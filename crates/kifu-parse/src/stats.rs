//! Counts gathered across many parsed files.

use std::fmt::Write as _;

use rustc_hash::FxHashMap;

#[derive(Clone, Debug, Default, PartialEq, Eq)]
pub struct PlayerInfo {
    pub games: usize,
    pub first_game: String,
    pub first_rank: String,
    pub last_game: String,
    pub last_rank: String,
}

#[derive(Clone, Debug, Default)]
pub struct Statistics {
    pub files: usize,
    pub properties: FxHashMap<String, usize>,
    pub unknown_properties: usize,
    pub handicaps: FxHashMap<String, usize>,
    pub old_handicaps: FxHashMap<String, usize>,
    pub results: FxHashMap<String, usize>,
    pub result_comments: FxHashMap<String, usize>,
    pub rules: FxHashMap<String, usize>,
    pub ranks: FxHashMap<String, usize>,
    pub players: FxHashMap<String, PlayerInfo>,
}

/// The file name without directories and without a `.sgf` extension.
pub fn game_name(file_name: &str) -> &str {
    let name = file_name.rsplit(['/', '\\']).next().unwrap_or(file_name);
    name.strip_suffix(".sgf").unwrap_or(name)
}

impl Statistics {
    pub fn new() -> Self {
        Self::default()
    }

    pub(crate) fn count(map: &mut FxHashMap<String, usize>, key: &str) {
        *map.entry(key.to_owned()).or_default() += 1;
    }

    pub(crate) fn player(&mut self, name: &str, rank: &str, file_name: &str) {
        let game = game_name(file_name);
        let info = self.players.entry(name.to_owned()).or_default();
        info.games += 1;
        if info.first_game.is_empty() {
            info.first_game = game.to_owned();
            info.first_rank = rank.to_owned();
        }
        info.last_game = game.to_owned();
        info.last_rank = rank.to_owned();
    }

    /// A plain-text summary, most frequent values first.
    pub fn report(&self) -> String {
        let mut out = String::new();
        let _ = writeln!(out, "{} files", self.files);
        for (title, map) in [
            ("Property", &self.properties),
            ("HA", &self.handicaps),
            ("OH", &self.old_handicaps),
            ("RE", &self.results),
            ("RE comment", &self.result_comments),
            ("RU", &self.rules),
            ("Rank", &self.ranks),
        ] {
            for (key, count) in sorted(map) {
                let _ = writeln!(out, "{title} {key}: {count}");
            }
        }
        if self.unknown_properties > 0 {
            let _ = writeln!(out, "Unknown properties: {}", self.unknown_properties);
        }
        let mut players = self.players.iter().collect::<Vec<_>>();
        players.sort_by(|a, b| b.1.games.cmp(&a.1.games).then_with(|| a.0.cmp(b.0)));
        for (name, info) in players {
            let _ = writeln!(
                out,
                "Player {name}: {}, first: {}, {}, last: {}, {}",
                info.games, info.first_game, info.first_rank, info.last_game, info.last_rank
            );
        }
        out
    }
}

fn sorted(map: &FxHashMap<String, usize>) -> Vec<(&str, usize)> {
    let mut entries = map.iter().map(|(key, &count)| (key.as_str(), count)).collect::<Vec<_>>();
    entries.sort_by(|a, b| b.1.cmp(&a.1).then_with(|| a.0.cmp(b.0)));
    entries
}
use kifu_tree::TimeLimit;

const UNITS: [(char, f64); 3] = [('h', 3600.0), ('m', 60.0), ('s', 1.0)];

/// Reads a `TM` value. Besides plain seconds, records use forms such as
/// `1h 30m`, `90m`, `5m 30s` and `2h each`; text left after the last unit is
/// kept as the remainder.
pub(crate) fn parse_time(text: &str) -> Result<TimeLimit, String> {
    let text = text.trim();
    if let Ok(seconds) = text.parse::<f64>() {
        return Ok(limit(seconds, ""));
    }

    let mut total = 0.0;
    let mut rest = text;
    let mut matched = false;
    for (unit, scale) in UNITS {
        let Some(at) = rest.find(unit) else { continue };
        let Ok(amount) = rest[..at].trim().parse::<f64>() else { continue };
        total += amount * scale;
        rest = rest[at + unit.len_utf8()..].trim_start();
        matched = true;
    }
    if matched { Ok(limit(total, rest)) } else { Err(format!("bad time limit {text}")) }
}

fn limit(seconds: f64, rest: &str) -> TimeLimit {
    TimeLimit { seconds: seconds.round() as u32, rest: rest.to_owned() }
}
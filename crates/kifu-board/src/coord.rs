//! SGF point encoding: one letter per axis from `a..=z` then `A..=Z`.

use std::fmt;

use crate::{BoardSize, Loc, Point};

pub const LETTERS: &[u8; 52] = b"abcdefghijklmnopqrstuvwxyzABCDEFGHIJKLMNOPQRSTUVWXYZ";

#[derive(Clone, Debug, PartialEq, Eq, thiserror::Error)]
pub enum CoordError {
    #[error("bad coordinate {0:?}")]
    BadCoordinate(String),
}

fn value(letter: u8) -> Option<u8> {
    match letter {
        b'a'..=b'z' => Some(letter - b'a'),
        b'A'..=b'Z' => Some(letter - b'A' + 26),
        _ => None,
    }
}

pub fn decode_point(text: &str) -> Result<Point, CoordError> {
    match text.as_bytes() {
        &[c, r] => match (value(c), value(r)) {
            (Some(col), Some(row)) => Ok(Point::new(col, row)),
            _ => Err(CoordError::BadCoordinate(text.to_owned())),
        },
        _ => Err(CoordError::BadCoordinate(text.to_owned())),
    }
}

/// Decodes a move value. The empty value is a pass, and so is `tt` on boards
/// no larger than 19, where it cannot name a point.
pub fn decode_loc(text: &str, size: BoardSize) -> Result<Loc, CoordError> {
    if text.is_empty() || (text == "tt" && size.cols <= 19 && size.rows <= 19) {
        return Ok(Loc::Pass);
    }
    decode_point(text).map(Loc::Point)
}

/// Decodes a point list value: concatenated two-letter points.
pub fn decode_points(text: &str) -> Result<Vec<Point>, CoordError> {
    if text.len() % 2 != 0 || !text.is_ascii() {
        return Err(CoordError::BadCoordinate(text.to_owned()));
    }
    (0..text.len()).step_by(2).map(|i| decode_point(&text[i..i + 2])).collect()
}

/// Expands an FF[4] compressed rectangle `aa:cc` into its points, row by row.
pub fn decode_rectangle(text: &str) -> Result<Vec<Point>, CoordError> {
    let Some((first, second)) = text.split_once(':') else {
        return decode_point(text).map(|p| vec![p]);
    };
    let (a, b) = (decode_point(first)?, decode_point(second)?);
    let (cols, rows) = (a.col.min(b.col)..=a.col.max(b.col), a.row.min(b.row)..=a.row.max(b.row));
    Ok(rows.flat_map(|row| cols.clone().map(move |col| Point::new(col, row))).collect())
}

pub fn encode_point(point: Point) -> String {
    point.to_string()
}

/// Encodes a move. A pass is the empty value under FF[4] and `tt` before.
pub fn encode_loc(loc: Loc, ff4: bool) -> String {
    match loc {
        Loc::Point(point) => encode_point(point),
        Loc::Pass if ff4 => String::new(),
        Loc::Pass => "tt".to_owned(),
    }
}

impl fmt::Display for Point {
    fn fmt(&self, f: &mut fmt::Formatter<'_>) -> fmt::Result {
        let letter = |v: u8| LETTERS.get(usize::from(v)).map_or('?', |&b| char::from(b));
        write!(f, "{}{}", letter(self.col), letter(self.row))
    }
}
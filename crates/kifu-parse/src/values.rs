//! Checking raw bracket values against the grammar of their property.

use kifu_board::coord::{decode_loc, decode_point, decode_rectangle};
use kifu_board::{BoardSize, Point};
use kifu_tree::properties::ValueKind;

/// What the parser keeps of a property's values.
#[derive(Debug, PartialEq, Eq)]
pub(crate) struct Interpreted {
    pub(crate) kind: ValueKind,
    pub(crate) text: String,
    pub(crate) points: Vec<Point>,
    pub(crate) problems: Vec<String>,
}

impl Interpreted {
    fn new(kind: ValueKind, text: impl Into<String>) -> Self {
        Self { kind, text: text.into(), points: Vec::new(), problems: Vec::new() }
    }

    fn problem(mut self, problem: String) -> Self {
        self.problems.push(problem);
        self
    }

    fn require(self, ok: bool, problem: impl FnOnce() -> String) -> Self {
        if ok { self } else { self.problem(problem()) }
    }
}

pub(crate) fn interpret(kind: ValueKind, values: &[&str], size: BoardSize) -> Interpreted {
    let first = values.first().copied().unwrap_or_default();
    let mut out = match kind {
        ValueKind::Unknown => return Interpreted::new(kind, values.join("][")),
        ValueKind::SimpleText | ValueKind::Text | ValueKind::ComposedTextText | ValueKind::Real
            if first.is_empty() =>
        {
            Interpreted::new(ValueKind::None, "")
        }
        ValueKind::SimpleText | ValueKind::Text | ValueKind::ComposedTextText | ValueKind::Real => {
            Interpreted::new(kind, first)
        }
        ValueKind::None => {
            Interpreted::new(kind, "")
                .require(first.is_empty(), || format!("expected none, found {first}"))
        }
        ValueKind::NoneOrComposedNumberText if first.is_empty() => {
            Interpreted::new(ValueKind::None, "")
        }
        ValueKind::NoneOrComposedNumberText | ValueKind::ComposedNumberText => {
            let out = Interpreted::new(ValueKind::ComposedNumberText, first);
            match first.split_once(':') {
                Some((number, _)) if number.parse::<u32>().is_ok() => out,
                _ => out.problem(format!("expected number \":\" text, found {first}")),
            }
        }
        ValueKind::ListOfComposedPointText | ValueKind::ListOfComposedPointPoint => {
            let mut out = Interpreted::new(kind, values.join("]["));
            for value in values {
                let (point, rest) = value.split_once(':').unwrap_or((value, ""));
                if decode_point(point).is_err()
                    || (kind == ValueKind::ListOfComposedPointPoint && decode_point(rest).is_err())
                {
                    out.problems.push(format!("bad composed point {value}"));
                }
            }
            return out;
        }
        ValueKind::CompressedListOfPoint => {
            let text = values.concat();
            let mut out = Interpreted::new(kind, text.as_str());
            let mut rest = text.as_str();
            while let Some((pair, tail)) = rest.split_at_checked(2) {
                match decode_point(pair) {
                    Ok(point) => out.points.push(point),
                    Err(error) => out.problems.push(error.to_string()),
                }
                rest = tail;
            }
            if !rest.is_empty() {
                out.problems.push(format!("odd number of characters in point list {text}"));
            }
            return out;
        }
        ValueKind::EListOfPoint if values.len() == 1 && first.is_empty() => {
            Interpreted::new(ValueKind::None, "")
        }
        ValueKind::EListOfPoint | ValueKind::ListOfPoint | ValueKind::ListOfStone => {
            return point_list(kind, values);
        }
        ValueKind::Point | ValueKind::Stone => match decode_point(first) {
            Ok(point) => Interpreted { points: vec![point], ..Interpreted::new(kind, first) },
            Err(error) => Interpreted::new(kind, first).problem(error.to_string()),
        },
        ValueKind::Move => match decode_loc(first, size) {
            Ok(loc) => Interpreted {
                points: loc.point().into_iter().collect(),
                ..Interpreted::new(kind, first)
            },
            Err(error) => Interpreted::new(kind, first).problem(error.to_string()),
        },
        ValueKind::NumberOrComposedNumber => {
            let ok = match first.split_once(':') {
                Some((cols, rows)) => cols.parse::<u32>().is_ok() && rows.parse::<u32>().is_ok(),
                None => first.parse::<u32>().is_ok(),
            };
            Interpreted::new(kind, first)
                .require(ok, || format!("expected number or composed number, found {first}"))
        }
        ValueKind::Number0To3
        | ValueKind::Number1To4
        | ValueKind::Number1To5Or7To16
        | ValueKind::Number => {
            let out = Interpreted::new(kind, first);
            match first.trim().parse::<i64>() {
                Ok(n) if in_range(kind, n) => out,
                Ok(_) => out.problem(format!("{first} is not in {}", kind.phrase())),
                Err(_) => out.problem(format!("expected number, found {first}")),
            }
        }
        ValueKind::Double => {
            Interpreted::new(kind, first)
                .require(matches!(first, "1" | "2"), || format!("expected 1 or 2, found {first}"))
        }
        ValueKind::Color => {
            Interpreted::new(kind, first)
                .require(matches!(first, "B" | "W"), || format!("expected B or W, found {first}"))
        }
    };
    if values.len() > 1 {
        out.problems.push(format!("{} extra values ignored", values.len() - 1));
    }
    out
}

fn in_range(kind: ValueKind, n: i64) -> bool {
    match kind {
        ValueKind::Number0To3 => (0..=3).contains(&n),
        ValueKind::Number1To4 => (1..=4).contains(&n),
        ValueKind::Number1To5Or7To16 => (1..=16).contains(&n) && n != 6,
        _ => true,
    }
}

/// Points are stored expanded and concatenated; `aa:cc` rectangles become
/// their individual points.
fn point_list(kind: ValueKind, values: &[&str]) -> Interpreted {
    let mut out = Interpreted::new(kind, "");
    for value in values {
        match decode_rectangle(value) {
            Ok(points) => out.points.extend(points),
            Err(error) => out.problems.push(error.to_string()),
        }
    }
    out.text = out.points.iter().map(ToString::to_string).collect();
    out
}

/// Removes SGF escapes: `\` keeps the next character and a backslash before
/// a line break drops both.
pub(crate) fn unescape(text: &str) -> String {
    let mut out = String::with_capacity(text.len());
    let mut chars = text.chars();
    while let Some(c) = chars.next() {
        match c {
            '\\' => match chars.next() {
                Some('\n' | '\r') | None => {}
                Some(next) => out.push(next),
            },
            _ => out.push(c),
        }
    }
    out
}
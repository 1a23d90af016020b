use crate::{Point, Symmetry};

const TWO_STONES: [Symmetry; 4] =
    [Symmetry::Identity, Symmetry::Rotate180, Symmetry::Transpose, Symmetry::AntiTranspose];
const THREE_STONES: [Symmetry; 2] = [Symmetry::Identity, Symmetry::Transpose];
const SIDE_STONES: [Symmetry; 4] =
    [Symmetry::Identity, Symmetry::Rotate180, Symmetry::FlipColumns, Symmetry::FlipRows];

/// Symmetries that leave the stone layout of [`handicap_points`] unchanged.
pub fn handicap_symmetries(handicap: u8) -> &'static [Symmetry] {
    match handicap {
        2 => &TWO_STONES,
        3 => &THREE_STONES,
        6 | 7 => &SIDE_STONES,
        _ => &Symmetry::ALL,
    }
}

/// Fixed handicap stones for a square board of side `size`, in placement
/// order. Corners come first, starting upper right.
pub fn handicap_points(handicap: u8, size: u8) -> Vec<Point> {
    if size < 7 {
        return Vec::new();
    }
    let line = if size < 13 { 2 } else { 3 };
    let far = size - line - 1;
    let mid = (size - 1) / 2;

    let upper_right = Point::new(far, line);
    let lower_left = Point::new(line, far);
    let lower_right = Point::new(far, far);
    let upper_left = Point::new(line, line);
    let left = Point::new(line, mid);
    let right = Point::new(far, mid);
    let top = Point::new(mid, line);
    let bottom = Point::new(mid, far);
    let center = Point::new(mid, mid);

    let corners = [upper_right, lower_left, lower_right, upper_left];
    let (corner_count, extra) = match handicap {
        2 => (2, vec![]),
        3 => (3, vec![]),
        4 => (4, vec![]),
        5 => (4, vec![center]),
        6 => (4, vec![left, right]),
        7 => (4, vec![left, right, center]),
        8 => (4, vec![left, right, top, bottom]),
        9 => (4, vec![left, right, top, bottom, center]),
        _ => return Vec::new(),
    };
    corners[..corner_count].iter().copied().chain(extra).collect()
}
//! Densely packed SGF game trees.
//!
//! Nodes and property values live in two `u16`-indexed arenas owned by a
//! [`GameTree`]. Child lists and property lists are circular: a node keeps
//! only the tail, and the head is `tail.next`.

mod arena;
mod info;
mod labels;
mod node;
pub mod printer;
pub mod properties;
mod traverse;
mod tree;
mod value;

pub use arena::{Arena, Key, MAX_ENTRIES};
pub use info::{GameInfo, GameResult, Komi, TimeLimit};
pub use node::{NodeKind, TreeNode};
pub use traverse::{BreadthFirst, DepthFirstPost, DepthFirstPre};
pub use tree::{Children, GameTree, Properties, ROOT};
pub use value::{PropRef, PropertyValue};

pub type NodeIdx = Key<TreeNode>;
pub type PropIdx = Key<PropertyValue>;

#[derive(Clone, Copy, Debug, PartialEq, Eq, thiserror::Error)]
pub enum CapacityError {
    #[error("node capacity of {MAX_ENTRIES} exceeded")]
    Nodes,
    #[error("property capacity of {MAX_ENTRIES} exceeded")]
    Properties,
}

#[derive(Clone, Debug, PartialEq, Eq, thiserror::Error)]
pub enum TreeError {
    #[error(transparent)]
    Capacity(#[from] CapacityError),
    #[error("{0:?} nodes cannot hold properties")]
    NoProperties(NodeKind),
}

#[derive(Clone, Debug, PartialEq, Eq, thiserror::Error)]
pub enum MoveError {
    #[error("missing move in interior node")]
    Missing,
    #[error("not a move or interior node: {0:?}")]
    NotAMove(NodeKind),
    #[error("bad move value {0:?}")]
    BadValue(String),
}
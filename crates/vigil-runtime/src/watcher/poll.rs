use std::fmt;
use std::sync::Arc;
use std::time::{Duration, Instant};

use futures_util::future::join_all;
use tokio::time::{MissedTickBehavior, interval};
use tracing::{debug, info, warn};
use vigil_core::{ServiceProvider, SweepToken};

use super::WatcherContext;

/// Periodically fetches the service list of every host through a provider.
///
/// Hosts are fetched concurrently within a cycle; one host failing only
/// marks that host unreachable. Ticks missed because a cycle overran are
/// skipped rather than bunched up.
pub struct PollWatcher {
    provider: Arc<dyn ServiceProvider>,
    hosts: Vec<String>,
    interval: Duration,
    timeout: Duration,
}

impl fmt::Debug for PollWatcher {
    fn fmt(&self, f: &mut fmt::Formatter<'_>) -> fmt::Result {
        f.debug_struct("PollWatcher")
            .field("source", &self.provider.source())
            .field("hosts", &self.hosts)
            .field("interval", &self.interval)
            .field("timeout", &self.timeout)
            .finish()
    }
}

impl PollWatcher {
    /// Create a poller.
    ///
    /// # Arguments
    ///
    /// * `provider` - Source of current service lists
    /// * `hosts` - Hosts to fetch every cycle
    /// * `interval` - Time between cycle starts
    /// * `timeout` - Deadline for each provider call
    pub fn new(
        provider: Arc<dyn ServiceProvider>,
        hosts: Vec<String>,
        interval: Duration,
        timeout: Duration,
    ) -> Self {
        Self {
            provider,
            hosts,
            interval,
            timeout,
        }
    }

    pub fn name(&self) -> String {
        format!("{} poller", self.provider.source())
    }

    pub(super) async fn run(self, ctx: &WatcherContext, sweep: SweepToken) {
        let source = self.provider.source();
        info!(%source, hosts = self.hosts.len(), interval = ?self.interval, "Poll watcher started");

        let mut ticker = interval(self.interval);
        ticker.set_missed_tick_behavior(MissedTickBehavior::Skip);
        let mut sweep = Some(sweep);

        loop {
            tokio::select! {
                () = ctx.cancelled() => break,
                _ = ticker.tick() => {
                    tokio::select! {
                        () = ctx.cancelled() => break,
                        () = self.poll_once(ctx) => {}
                    }
                    if let Some(token) = sweep.take() {
                        debug!(%source, "First poll cycle complete");
                        token.complete();
                    }
                }
            }
        }

        info!(%source, "Poll watcher stopped");
    }

    async fn poll_once(&self, ctx: &WatcherContext) {
        let deadline = Instant::now() + self.timeout;
        join_all(self.hosts.iter().map(|host| self.poll_host(ctx, host, deadline))).await;
    }

    async fn poll_host(&self, ctx: &WatcherContext, host: &str, deadline: Instant) {
        match self.provider.get_services(host, deadline).await {
            Ok(services) => {
                debug!(host, source = %self.provider.source(), count = services.len(), "Poll succeeded");
                ctx.report_host(host, Ok(()));
                ctx.observe_all(&services);
            }
            Err(e) => {
                warn!(host, source = %self.provider.source(), error = %e, "Poll failed");
                ctx.report_host(host, Err(&e.to_string()));
            }
        }
    }
}
//! Library half of the `vigil` binary: argument parsing and settings
//! resolution, kept here so they can be tested without starting a server.
#![deny(unsafe_code)]
#![deny(unused_crate_dependencies)]

// Used by main.rs only
use dotenvy as _;
use tokio as _;
use tracing as _;
use tracing_subscriber as _;

// Dev-dependency used by integration tests only
#[cfg(test)]
use tempfile as _;

pub mod config;
pub mod parser;

pub use config::{load_settings, server_config};
pub use parser::Cli;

### The task
In the entries above, find each line with the word "than" and return it.

### Answer to this problem
/// no larger than 19, where it cannot name a point.
/// skipped rather than bunched up.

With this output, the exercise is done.